Lorsqu’on est dirigeant de société, mieux vaut aller au travail avec plaisir et s’épanouir dans son environnement, si l’on souhaite pouvoir donner le meilleur de soi-même. Alors si tel n’est pas (ou plus) le cas, c’est sans doute qu’il est temps de passer à autre chose. D’ailleurs, considérant qu’un parti politique se gère approximativement comme une entreprise – c’est-à-dire avec l’ambition d’augmenter son nombre de clients, d’améliorer sa rentabilité et, si possible, sa rémunération personnelle – même Jean-François Copé ne dirait pas le contraire…

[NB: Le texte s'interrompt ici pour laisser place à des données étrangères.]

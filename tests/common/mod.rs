// Shared test helpers: temp SQLite warehouse, raw metric tables, job seeding.
#![allow(dead_code)]

use std::sync::Arc;
use std::time::Duration;

use batch_analytics::engine::{Engine, EngineConfig};
use batch_analytics::models::*;
use batch_analytics::retry::RetryPolicy;
use batch_analytics::warehouse::Warehouse;
use chrono::{DateTime, Utc};
use tempfile::TempDir;

pub const ROW_TABLE: &str = "ruleexecutionresults";
pub const COLUMN_TABLE: &str = "nrcell_kpi";

pub fn utc(s: &str) -> DateTime<Utc> {
    DateTime::parse_from_rfc3339(s).unwrap().with_timezone(&Utc)
}

pub fn ms(s: &str) -> i64 {
    utc(s).timestamp_millis()
}

/// Fresh warehouse in a temp dir. Keep the `TempDir` alive for the test's duration.
pub async fn temp_warehouse() -> (TempDir, Arc<Warehouse>) {
    let dir = TempDir::new().unwrap();
    let path = dir.path().join("warehouse.db");
    let url = format!("sqlite:{}?mode=rwc", path.to_str().unwrap());
    let wh = Warehouse::connect(&url, 2).await.unwrap();
    wh.init().await.unwrap();
    create_raw_tables(&wh).await;
    (dir, Arc::new(wh))
}

pub fn test_engine_config() -> EngineConfig {
    EngineConfig {
        tick_interval: Duration::from_secs(1),
        max_concurrent_jobs: 4,
        batch_size: 2,
        job_timeout: Duration::from_secs(10),
        retry: RetryPolicy {
            max_retries: 1,
            base_delay: Duration::from_millis(1),
            max_delay: Duration::from_millis(2),
        },
        default_timezone: chrono_tz::Tz::UTC,
    }
}

pub fn test_engine(wh: Arc<Warehouse>) -> Engine {
    Engine::new(wh, test_engine_config())
}

/// Row-layout table (name/value pairs) and column-layout table (one column per metric).
/// Values are TEXT/mixed on purpose so coercion is exercised.
async fn create_raw_tables(wh: &Warehouse) {
    sqlx::query(&format!(
        "CREATE TABLE {ROW_TABLE} (
            \"Id\" TEXT NOT NULL,
            \"timestamp\" BIGINT NOT NULL,
            udc_config_name TEXT NOT NULL,
            udc_config_value TEXT,
            region TEXT
        )"
    ))
    .execute(wh.pool())
    .await
    .unwrap();
    sqlx::query(&format!(
        "CREATE TABLE {COLUMN_TABLE} (
            \"Id\" TEXT NOT NULL,
            \"timestamp\" BIGINT NOT NULL,
            dl_prb_util TEXT,
            ul_prb_util TEXT,
            region TEXT
        )"
    ))
    .execute(wh.pool())
    .await
    .unwrap();
}

pub async fn insert_row_sample(wh: &Warehouse, id: &str, ts: i64, name: &str, value: Option<&str>) {
    sqlx::query(&format!(
        "INSERT INTO {ROW_TABLE} (\"Id\", \"timestamp\", udc_config_name, udc_config_value, region)
         VALUES ($1, $2, $3, $4, 'north')"
    ))
    .bind(id)
    .bind(ts)
    .bind(name)
    .bind(value.map(str::to_string))
    .execute(wh.pool())
    .await
    .unwrap();
}

pub async fn insert_column_sample(wh: &Warehouse, id: &str, ts: i64, dl: Option<&str>, region: &str) {
    sqlx::query(&format!(
        "INSERT INTO {COLUMN_TABLE} (\"Id\", \"timestamp\", dl_prb_util, ul_prb_util, region)
         VALUES ($1, $2, $3, NULL, $4)"
    ))
    .bind(id)
    .bind(ts)
    .bind(dl.map(str::to_string))
    .bind(region)
    .execute(wh.pool())
    .await
    .unwrap();
}

pub fn job(name: &str, event: &str) -> Job {
    Job {
        name: name.into(),
        job_type: "batch".into(),
        event_name: event.into(),
        enabled: true,
        created_at: 0,
        updated_at: 0,
    }
}

pub fn definition(granularity: &str, delay: i64) -> JobDefinition {
    JobDefinition {
        focal_entity: Some("NRCELL".into()),
        focal_type: Some("cell".into()),
        resource_filter: None,
        granularity: granularity.into(),
        delay,
        timezone: None,
        start_time: None,
        end_time: None,
        job_sub_type: None,
    }
}

pub fn metric(name: &str, aggs: &[&str]) -> JobMetric {
    JobMetric {
        metric_name: name.into(),
        entity: "NRCELL".into(),
        aggregation_types: aggs.iter().map(|s| s.to_string()).collect(),
    }
}

pub async fn register(wh: &Warehouse, name: &str, event: &str, metrics: &[JobMetric]) {
    wh.register_job(&job(name, event), &definition("1-hour", 1), metrics)
        .await
        .unwrap();
}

Une fois refermée cette parenthèse, voyons comment les patrons français se sentent aujourd’hui dans leur travail. D’après une récente étude réalisée par Ipsos, ces derniers, sans surprise, se déclarent globalement stressés, notamment par la conjoncture économique, et enfermés dans une situation qui ne correspond pas à ce qu’ils en attendaient. Cette impression, d’autant plus négative que l’entreprise est petite, se traduit par du découragement, par l’inquiétude du lendemain et par l’absence d’embauche.

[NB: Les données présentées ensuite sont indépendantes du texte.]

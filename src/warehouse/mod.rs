// Warehouse access: job configuration, metric mappings, raw metric tables, run state and
// aggregation results. sqlx Any pool; PostgreSQL in production, SQLite file in tests.
// All SQL sticks to the dialect subset both accept ($n placeholders, ON CONFLICT upserts,
// CAST(.. AS TEXT)). Timestamps are BIGINT epoch milliseconds (UTC).

mod jobs;
mod results;
pub mod source;
mod state;

use std::path::Path;
use std::time::Duration;

use sqlx::AnyPool;
use sqlx::any::AnyPoolOptions;

pub use state::JobState;

const ACQUIRE_TIMEOUT: Duration = Duration::from_secs(30);

pub struct Warehouse {
    pool: AnyPool,
}

impl Warehouse {
    /// `url` is `postgres://...` or `sqlite:<path>?mode=rwc`.
    pub async fn connect(url: &str, max_connections: u32) -> anyhow::Result<Self> {
        sqlx::any::install_default_drivers();
        if let Some(path) = sqlite_path(url)
            && let Some(parent) = Path::new(path).parent()
            && !parent.as_os_str().is_empty()
        {
            std::fs::create_dir_all(parent)?;
        }
        let pool = AnyPoolOptions::new()
            .max_connections(max_connections)
            .acquire_timeout(ACQUIRE_TIMEOUT)
            .connect(url)
            .await?;
        Ok(Self { pool })
    }

    pub fn pool(&self) -> &AnyPool {
        &self.pool
    }

    /// Creates the engine-owned tables. Safe to run repeatedly.
    pub async fn init(&self) -> anyhow::Result<()> {
        sqlx::query(
            r#"
            CREATE TABLE IF NOT EXISTS batch_jobs (
                job_name TEXT PRIMARY KEY,
                job_type TEXT NOT NULL,
                event_name TEXT NOT NULL,
                enable_flag BOOLEAN NOT NULL,
                create_time BIGINT NOT NULL,
                update_time BIGINT NOT NULL
            )
            "#,
        )
        .execute(&self.pool)
        .await?;

        sqlx::query(
            r#"
            CREATE TABLE IF NOT EXISTS batchjob_definitions (
                job_name TEXT PRIMARY KEY,
                focal_entity TEXT,
                focal_type TEXT,
                resource_filter TEXT,
                granularity TEXT NOT NULL,
                job_delay BIGINT NOT NULL,
                timezone TEXT,
                start_time BIGINT,
                end_time BIGINT,
                job_sub_type TEXT
            )
            "#,
        )
        .execute(&self.pool)
        .await?;

        sqlx::query(
            r#"
            CREATE TABLE IF NOT EXISTS batchjob_metrics (
                job_name TEXT NOT NULL,
                metric_name TEXT NOT NULL,
                entity TEXT NOT NULL,
                aggregation_types TEXT NOT NULL,
                PRIMARY KEY (job_name, metric_name, entity)
            )
            "#,
        )
        .execute(&self.pool)
        .await?;

        sqlx::query(
            r#"
            CREATE TABLE IF NOT EXISTS metricsandtables (
                metricname TEXT NOT NULL,
                tablename TEXT NOT NULL,
                layout TEXT NOT NULL,
                entity_column TEXT,
                timestamp_column TEXT NOT NULL,
                name_column TEXT,
                value_column TEXT,
                PRIMARY KEY (metricname, tablename)
            )
            "#,
        )
        .execute(&self.pool)
        .await?;

        sqlx::query(
            r#"
            CREATE TABLE IF NOT EXISTS batch_job_state (
                job_name TEXT PRIMARY KEY,
                last_fired_at BIGINT,
                last_status TEXT NOT NULL,
                last_error TEXT,
                updated_at BIGINT NOT NULL
            )
            "#,
        )
        .execute(&self.pool)
        .await?;

        sqlx::query(
            r#"
            CREATE TABLE IF NOT EXISTS aggregation_results (
                job_name TEXT NOT NULL,
                metric_name TEXT NOT NULL,
                entity TEXT NOT NULL,
                window_start BIGINT NOT NULL,
                window_end BIGINT NOT NULL,
                granularity TEXT NOT NULL,
                aggregation_type TEXT NOT NULL,
                result_name TEXT NOT NULL,
                value DOUBLE PRECISION NOT NULL,
                created_at BIGINT NOT NULL,
                PRIMARY KEY (job_name, metric_name, entity, window_start, aggregation_type)
            )
            "#,
        )
        .execute(&self.pool)
        .await?;

        sqlx::query(
            "CREATE INDEX IF NOT EXISTS idx_aggregation_results_window ON aggregation_results(window_start)",
        )
        .execute(&self.pool)
        .await?;

        Ok(())
    }
}

/// File path of a `sqlite:` URL, without query string.
fn sqlite_path(url: &str) -> Option<&str> {
    let rest = url
        .strip_prefix("sqlite://")
        .or_else(|| url.strip_prefix("sqlite:"))?;
    let path = rest.split('?').next().unwrap_or(rest);
    (!path.is_empty() && path != ":memory:").then_some(path)
}

#[cfg(test)]
mod tests {
    use super::*;

    #[test]
    fn sqlite_path_strips_scheme_and_query() {
        assert_eq!(sqlite_path("sqlite:data/wh.db?mode=rwc"), Some("data/wh.db"));
        assert_eq!(sqlite_path("sqlite:///tmp/x.db"), Some("/tmp/x.db"));
        assert_eq!(sqlite_path("sqlite::memory:"), None);
        assert_eq!(sqlite_path("postgres://u:p@h/db"), None);
    }
}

Pourtant, 84% des chefs d’entreprises interrogés répondent que la création d’emplois représente leur première source de satisfaction. Dans les TPE principalement, où la gestion du personnel s’apparente encore souvent à celle d’une famille, l’arrivée d’un collaborateur supplémentaire génère souvent un sentiment de fierté. On est loin de la vision du chef d’entreprises froid et égoïste, qui se préoccupe davantage de ses marges que de ses équipes. J’ai d’ailleurs, souvent déjà, discuté avec de petits entrepreneurs qui ont mis leur entreprise et leur patrimoine en danger pour n’avoir pas réussi à licencier quand la situation l’exigeait…

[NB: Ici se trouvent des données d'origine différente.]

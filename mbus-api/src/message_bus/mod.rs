//! Version-dispatching facade over the raw `Message` request/publish API.

pub mod v0;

Malgré ces difficultés – auxquelles s’ajoutent encore le manque chronique de temps et l’absence de visibilité pour les prochaines années – près de trois dirigeants sur quatre déclarent cependant que, si c’était à refaire, ils choisiraient à nouveau de diriger une entreprise.
Ainsi, l’esprit d’entreprendre demeure, et avec lui l’envie d’agir pour l’économie et pour l’emploi. Il serait dommage que la flamme s’éteigne par manque de reconnaissance.